Proteomic analysis in hidradenitis suppurativa reveals systemic inflammation in all disease stages
Lotta Sandelin Francke, Ansam Al‐Bayatti, Hanqian Zhang, Mohammad Alimohammadi, Hans Törmä, Enikö SonkolyAbstract
Background
Hidradenitis suppurativa (HS) is a chronic inflammatory skin disease characterized by painful, inflamed lesions in the apocrine gland‐bearing regions and systemic involvement. While inflammatory cytokines including IL‐6 and IL‐17A have been implicated in HS pathogenesis, the extent and clinical correlates of systemic inflammation remain incompletely defined.
Objectives
To characterize systemic inflammatory profiles in a well‐defined cohort of largely untreated HS patients and assess associations with disease severity and duration, quality of life and lifestyle factors.
Methods
In this case–control, single‐centre study, serum samples were collected from 44 patients with HS and 44 age‐ and sex‐matched healthy controls, and 92 immune‐related proteins were quantified by the Olink® Target 96 Inflammation panel.

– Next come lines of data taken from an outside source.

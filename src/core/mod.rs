//! Core functionality
//!
//! Domain records and the rate limiting engine. Nothing here knows about
//! HTTP; the server module adapts these to the request pipeline.

pub mod models;
pub mod rate_limiter;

Clinical parameters included age, sex, BMI, smoking status, Hurley stage, International Hidradenitis Suppurativa Severity Score System (IHS4), disease duration and Dermatology Life Quality Index (DLQI). Associations were evaluated by Spearman's correlations and Mann–Whitney U tests.
Results
Thirty‐seven inflammatory proteins were significantly different between HS patients and controls. The most significantly increased mediators included TGF‐α, IL‐6, OSM, IL‐8/CXCL8, HGF, VEGFA and IL‐17A. Notably, several mediators, such as TGF‐α, OSM, IL‐8/CXCL8, IL‐7, TNFSF14 and HGF, were elevated already in mild HS. IL‐6, IL‐17A, CCL19, VEGFA, CCL20 increased progressively with increasing Hurley stage. IL‐6 and HGF levels showed positive correlations with IHS4 and DLQI scores, while IL‐17A and CCL19 were associated with longer disease duration.
Conclusions
Our exploratory proteomic analysis reveals systemic inflammation across all stages of HS, including early disease. IL‐6 and HGF were associated with severity and quality of life impairment, whereas IL‐17A and CCL19 may reflect disease chronicity. Although the relatively small cohort and potential confounding warrant cautious interpretation, these findings reinforce the concept of HS as a systemic inflammatory disorder and support early, comprehensive management to mitigate long‐term burden and comorbidities.